The brilliant folks at Publicola have started a new thing called “Think Tank,” and I was fortunate to be asked to be one of the “thinkers” to respond to guest editorials. I can’t believe the response their getting. With all the stuff that is going on in the world it is satisfying to see so many people not just reading, but actually getting into the mix on these topics.

I arrived at the last topic late–a discussion about light rail to West Seattle. Jon Scholes put it well. Let’s put more people in West Seattle and see what happens. Now Jon and I could argue a blue streak about the tunnel, a favorite of many West Seattlites. But I think we agree that if we created lots more density in West Seattle the transportation mode issues would sort of take care of themselves.

Anyway that’s my “thought” for the tank.

Better late than never?

Never late is better?

Anyway, to echo Mr. Scholes and to agree with the underlying thought behind his earlier comment about land use, I’d say we ought to focus on land use rather than technology or mode. I think Mr. Engineer said something similar.

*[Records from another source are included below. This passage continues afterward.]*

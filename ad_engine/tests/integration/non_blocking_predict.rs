//! `predict` must never block on the training lock: under contention it
//! returns the previously cached `(score, bit)` and leaves the model
//! untouched.

use std::sync::Arc;
use std::thread;
use std::time::{Duration, Instant};

use uuid::Uuid;

use ad_common::config::Config;
use ad_common::error::Outcome;
use ad_common::handle::DimensionHandle;
use ad_common::storage::{encode_packed, SeriesCursor, SeriesSource};
use ad_engine::Dimension;

/// A source with small, continuously-varying noise around a flat value, so
/// a model trained on it has a nonzero `max_dist` — unlike a truly constant
/// stream, whose degenerate model scores everything 0 regardless of input
/// and so can't distinguish a cached reading from a freshly-computed one.
struct NoisySource(f64);

struct NoisyCursor {
    source_value: f64,
    next: i64,
    end: i64,
}

impl SeriesCursor for NoisyCursor {
    fn is_finished(&self) -> bool {
        self.next > self.end
    }

    fn next_metric(&mut self) -> Option<(i64, u32)> {
        if self.next > self.end {
            return None;
        }
        let t = self.next;
        self.next += 1;
        let value = self.source_value + 0.05 * (t as f64 * 0.31).sin();
        Some((t, encode_packed(true, value)))
    }
}

impl SeriesSource for NoisySource {
    fn latest_time(&self, _handle: &DimensionHandle) -> Option<i64> {
        Some(100_000)
    }

    fn oldest_time(&self, _handle: &DimensionHandle) -> Option<i64> {
        Some(0)
    }

    fn query<'a>(&'a self, _handle: &DimensionHandle, after: i64, before: i64) -> Box<dyn SeriesCursor + 'a> {
        Box::new(NoisyCursor { source_value: self.0, next: after + 1, end: before })
    }
}

fn test_config() -> Config {
    let mut c = Config::default();
    c.diff_n = 1;
    c.smooth_n = 3;
    c.lag_n = 5;
    c.train_secs = 50;
    c.min_train_secs = 50;
    c
}

#[test]
fn predict_under_lock_contention_returns_the_cached_reading_without_blocking() {
    let config = test_config();
    let dim = Arc::new(Dimension::new(DimensionHandle::new("d"), "d".to_string(), "D".to_string(), 1, config.diff_n));

    let baseline = NoisySource(1.0);
    assert_eq!(dim.train(10_000, Uuid::nil(), &baseline, &config), Outcome::Success);
    let cached = dim.predict(10_060, &baseline, &config);

    let holder = Arc::clone(&dim);
    let lock_held = thread::spawn(move || holder.hold_training_lock_for(Duration::from_millis(300)));
    thread::sleep(Duration::from_millis(50)); // give the holder a chance to grab the lock first

    // A source that would produce a very different reading were the model
    // actually consulted, so a wrongly-blocking predict would show up as a
    // changed score rather than a timing fluke.
    let spike = NoisySource(500.0);
    let start = Instant::now();
    let observed = dim.predict(10_061, &spike, &config);
    let elapsed = start.elapsed();

    assert_eq!(observed, cached, "contended predict must return the last cached reading");
    assert!(elapsed < Duration::from_millis(250), "predict blocked on the training lock: {elapsed:?}");

    lock_held.join().unwrap();
}
//! Outcome taxonomy for the training/detection hot path.
//!
//! Per the error handling design: every non-fatal result the engine can
//! produce is a plain tagged variant here. None of these unwind — a caller
//! sees `ShouldNotTrainNow` or `MissingData` just as often as `Success`, and
//! both are normal, silently-tolerated states. Programmer-error conditions
//! ("unreachable" states) use `unreachable!()`/`debug_assert!` at the call
//! site instead of a variant, since only those are meant to abort.

use std::fmt;

/// Non-fatal outcome of a training or scoring attempt.
#[derive(Debug, Clone, PartialEq)]
pub enum Outcome {
    /// The operation completed and produced a usable result.
    Success,
    /// The per-dimension training lock is held by another thread.
    TryLockFailed,
    /// The minimum retrain interval has not elapsed yet.
    ShouldNotTrainNow,
    /// Fewer real samples were available than required.
    MissingData,
    /// The time range requested from the storage query interface was empty.
    NoData,
    /// Scoring was attempted against an untrained model.
    NoModel,
    /// The storage query interface or event store reported a failure.
    StorageError(String),
}

impl fmt::Display for Outcome {
    fn fmt(&self, f: &mut fmt::Formatter<'_>) -> fmt::Result {
        match self {
            Self::Success => write!(f, "success"),
            Self::TryLockFailed => write!(f, "training lock held"),
            Self::ShouldNotTrainNow => write!(f, "retrain interval not elapsed"),
            Self::MissingData => write!(f, "insufficient real samples"),
            Self::NoData => write!(f, "empty query range"),
            Self::NoModel => write!(f, "model untrained"),
            Self::StorageError(msg) => write!(f, "storage error: {msg}"),
        }
    }
}

impl std::error::Error for Outcome {}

Put lots and lots of people in one place and wonderful things happen. I guess it’s the Burning Man theory of land use and transportation.

We spend way too much time dinking around with arguments about whether we build light rail or BRT or whatever. Things with wheels or tracks seem to capture our imagination. What’s important, though, is what is under our feet.

What is under your feet right now? Under my feet are three floors of people. Above me two more. I just took a walk down Summit Avenue and talked with the guys opening Analog Coffee. If I need caffeine between Arabica and Top Pot that’s where I’ll stop. Summit can support these small and growing businesses because there are scads of people on Capitol Hill.

Let’s stop fretting over how we get from place to place. That’ll take care of itself once we’re all there. And once we’re all there, we’ll realize, well, it’s all there, we don’t need to go anywhere at all.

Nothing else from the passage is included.